Computer-Aided Osteoporosis Diagnosis Using Transfer Learning with Enhanced Features from Stacked Deep Learning Modules
Journal:
arXiv
Published Date:
Dec 12, 2024
Abstract
Knee osteoporosis weakens the bone tissue in the knee joint, increasing
fracture risk. Early detection through X-ray images enables timely intervention
and improved patient outcomes. While some researchers have focused on
diagnosing knee osteoporosis through manual radiology evaluation and
traditional machine learning using hand-crafted features, these methods often
struggle with performance and efficiency due to reliance on manual feature
extraction and subjective interpretation. In this study, we propose a
computer-aided diagnosis (CAD) system for knee osteoporosis, combining transfer
learning with stacked feature enhancement deep learning blocks.
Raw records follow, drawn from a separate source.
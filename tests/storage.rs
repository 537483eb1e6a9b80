//! The in-memory collaborators under the catalog: block allocator, B-tree
//! and volume control block.

use std::sync::atomic::{AtomicUsize, Ordering};

use hfscat::alloc::{
    BitmapAllocator, BlockAllocator, ALLOC_CONTIGUOUS, ALLOC_FLUSH_JOURNAL, ALLOC_METADATA_ZONE,
};
use hfscat::btree::{CatalogTree, MemTree};
use hfscat::catalog::codec::{build_key_for, build_thread, build_thread_key};
use hfscat::catalog::records::{CatalogRecord, FileRecord};
use hfscat::error::CatalogError;
use hfscat::volume::{Vcb, VolumeHeader};

fn file(id: u32) -> CatalogRecord {
    CatalogRecord::File(FileRecord {
        file_id: id,
        ..Default::default()
    })
}

// ---------------------------------------------------------------------------
// Allocator
// ---------------------------------------------------------------------------

#[test]
fn test_allocate_and_free() {
    let alloc = BitmapAllocator::new(512, 128);
    let (start, count) = alloc.allocate(0, 2, 2, ALLOC_CONTIGUOUS).unwrap();
    assert_eq!(count, 2);
    assert!(start >= 8, "user data stays out of the metadata zone");
    assert!(alloc.is_allocated(start));
    alloc.deallocate(start, count).unwrap();
    assert!(!alloc.is_allocated(start));
    assert_eq!(alloc.free_blocks(), 128);
}

#[test]
fn test_metadata_zone_and_exhaustion() {
    let alloc = BitmapAllocator::new(512, 16);
    let (start, _) = alloc.allocate(0, 1, 1, ALLOC_METADATA_ZONE).unwrap();
    assert_eq!(start, 0);
    assert!(matches!(
        alloc.allocate(0, 32, 32, ALLOC_CONTIGUOUS),
        Err(CatalogError::NoSpace)
    ));
}

#[test]
fn test_write_requires_allocation() {
    let alloc = BitmapAllocator::new(512, 64);
    assert!(alloc.write_blocks(10, &[1, 2, 3]).is_err());
    let (start, _) = alloc.allocate(10, 1, 1, 0).unwrap();
    alloc.write_blocks(start, &[1, 2, 3]).unwrap();
    let block = alloc.read_block(start).unwrap();
    assert_eq!(&block[..3], &[1, 2, 3]);
    assert_eq!(block.len(), 512);
}

#[test]
fn test_out_of_range_block_is_not_allocated() {
    let alloc = BitmapAllocator::new(512, 100);
    let (start, count) = alloc.allocate(0, 92, 92, ALLOC_METADATA_ZONE).unwrap();
    assert_eq!((start, count), (0, 92));
    assert!(alloc.is_allocated(91));
    assert!(!alloc.is_allocated(100));
    assert!(!alloc.is_allocated(128));
    assert!(!alloc.is_allocated(u32::MAX));
}

#[test]
fn test_freed_blocks_wait_for_journal_flush() {
    // Sixteen blocks, the first one reserved for metadata.
    let alloc = BitmapAllocator::new(512, 16);
    let (start, count) = alloc.allocate(0, 15, 15, ALLOC_CONTIGUOUS).unwrap();
    assert_eq!((start, count), (1, 15));
    alloc.deallocate(start, 4).unwrap();
    assert_eq!(alloc.pending_free_blocks(), 4);
    assert_eq!(alloc.free_blocks(), 5);

    // Not reusable until the journal is flushed.
    assert!(matches!(
        alloc.allocate(0, 1, 1, ALLOC_CONTIGUOUS),
        Err(CatalogError::NoSpace)
    ));
    let (again, got) = alloc
        .allocate(0, 1, 1, ALLOC_CONTIGUOUS | ALLOC_FLUSH_JOURNAL)
        .unwrap();
    assert_eq!((again, got), (1, 1));
    assert_eq!(alloc.pending_free_blocks(), 0);
    alloc.allocate(0, 3, 3, ALLOC_CONTIGUOUS).unwrap();
}

#[test]
fn test_saved_state_has_no_pending_frees() {
    let alloc = BitmapAllocator::new(512, 64);
    let (start, count) = alloc.allocate(0, 4, 4, 0).unwrap();
    alloc.deallocate(start, count).unwrap();
    let json = serde_json::to_string(&alloc.state()).unwrap();
    let reloaded = BitmapAllocator::from_state(serde_json::from_str(&json).unwrap());
    assert_eq!(reloaded.pending_free_blocks(), 0);
    assert_eq!(reloaded.allocate(start, 4, 4, 0).unwrap(), (start, count));
}

// ---------------------------------------------------------------------------
// B-tree
// ---------------------------------------------------------------------------

#[test]
fn test_insert_search_delete() {
    let tree = MemTree::new(false);
    let key = build_key_for(2, "a").unwrap();
    tree.insert(&key, file(20)).unwrap();
    assert!(matches!(tree.insert(&key, file(21)), Err(CatalogError::AlreadyExists)));
    let (rec, _) = tree.search(&key, 0).unwrap();
    assert_eq!(rec.cnid(), 20);
    tree.delete(&key).unwrap();
    assert!(matches!(tree.delete(&key), Err(CatalogError::NotFound)));
    assert!(matches!(tree.search(&key, 0), Err(CatalogError::NotFound)));
}

#[test]
fn test_case_insensitive_collision() {
    let tree = MemTree::new(false);
    tree.insert(&build_key_for(2, "Foo").unwrap(), file(20)).unwrap();
    let (rec, _) = tree.search(&build_key_for(2, "fOO").unwrap(), 0).unwrap();
    assert_eq!(rec.cnid(), 20);

    let hfsx = MemTree::new(true);
    hfsx.insert(&build_key_for(2, "Foo").unwrap(), file(20)).unwrap();
    hfsx.insert(&build_key_for(2, "foo").unwrap(), file(21)).unwrap();
    assert_eq!(hfsx.record_count(), 2);
}

#[test]
fn test_iterate_directory_from_thread() {
    let tree = MemTree::new(false);
    let dir_key = build_key_for(2, "dir").unwrap();
    tree.insert(&build_thread_key(30), CatalogRecord::Thread(build_thread(&dir_key, true)))
        .unwrap();
    for (i, name) in ["c", "a", "b"].iter().enumerate() {
        tree.insert(&build_key_for(30, name).unwrap(), file(40 + i as u32)).unwrap();
    }
    tree.insert(&build_key_for(31, "zzz").unwrap(), file(50)).unwrap();

    let mut names = Vec::new();
    tree.iterate(&build_thread_key(30), true, &mut |key, _, _| {
        if key.parent_id != 30 {
            return false;
        }
        names.push(String::from_utf16_lossy(key.name.units()));
        true
    })
    .unwrap();
    assert_eq!(names, vec!["a", "b", "c"]);
}

#[test]
fn test_iterate_across_batches_and_stop_early() {
    let tree = MemTree::new(false);
    for i in 0..100u32 {
        tree.insert(&build_key_for(40, &format!("e{:03}", i)).unwrap(), file(100 + i))
            .unwrap();
    }

    let mut seen = Vec::new();
    tree.iterate(&build_thread_key(40), false, &mut |_, rec, _| {
        seen.push(rec.cnid());
        true
    })
    .unwrap();
    assert_eq!(seen, (100..200).collect::<Vec<_>>());

    let visits = AtomicUsize::new(0);
    tree.iterate(&build_key_for(40, "e050").unwrap(), false, &mut |_, rec, _| {
        visits.fetch_add(1, Ordering::Relaxed);
        rec.cnid() < 152
    })
    .unwrap();
    assert_eq!(visits.load(Ordering::Relaxed), 3);
}

#[test]
fn test_visitor_may_modify_tree() {
    let tree = MemTree::new(false);
    for i in 0..40u32 {
        tree.insert(&build_key_for(50, &format!("k{:02}", i)).unwrap(), file(200 + i))
            .unwrap();
    }
    let mut count = 0;
    tree.iterate(&build_thread_key(50), true, &mut |key, _, _| {
        // Deleting an entry already visited does not disturb the walk.
        tree.delete(key).unwrap();
        count += 1;
        true
    })
    .unwrap();
    assert_eq!(count, 40);
    assert_eq!(tree.record_count(), 0);
}

#[test]
fn test_failed_update_leaves_record() {
    let tree = MemTree::new(false);
    let key = build_key_for(2, "a").unwrap();
    tree.insert(&key, file(20)).unwrap();
    let res = tree.update(&key, 0, &mut |rec| {
        if let CatalogRecord::File(f) = rec {
            f.file_id = 99;
        }
        Err(CatalogError::InvalidArgument("nope".into()))
    });
    assert!(res.is_err());
    assert_eq!(tree.search(&key, 0).unwrap().0.cnid(), 20);
}

// ---------------------------------------------------------------------------
// Volume control block
// ---------------------------------------------------------------------------

#[test]
fn test_mark_inconsistent_is_sticky() {
    let vcb = Vcb::new(VolumeHeader::default());
    assert!(!vcb.is_inconsistent());
    vcb.mark_inconsistent("test");
    vcb.mark_inconsistent("again");
    assert!(vcb.is_inconsistent());
}

#[test]
fn test_counts_saturate() {
    let vcb = Vcb::new(VolumeHeader::default());
    vcb.adjust_counts(false, 2);
    vcb.adjust_counts(false, -5);
    assert_eq!(vcb.header().file_count, 0);
    vcb.adjust_counts(true, 1);
    assert_eq!(vcb.header().folder_count, 1);
}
Initially, knee
X-ray images are preprocessed, and features are extracted using a pre-trained
Convolutional Neural Network (CNN). These features are then enhanced through
five sequential Conv-RELU-MaxPooling blocks. The Conv2D layers detect low-level
features, while the ReLU activations introduce non-linearity, allowing the
network to learn complex patterns. MaxPooling layers down-sample the features,
retaining the most important spatial information. This sequential processing
enables the model to capture complex, high-level features related to bone
structure, joint deformation, and osteoporotic markers. The enhanced features
are passed through a classification module to differentiate between healthy and
osteoporotic knee conditions. Extensive experiments on three individual
datasets and a combined dataset demonstrate that our model achieves 97.32%,
98.24%, 97.27%, and 98.00% accuracy for OKX Kaggle Binary, KXO-Mendeley
Multi-Class, OKX Kaggle Multi-Class, and the combined dataset, respectively,
showing an improvement of around 2% over existing methods.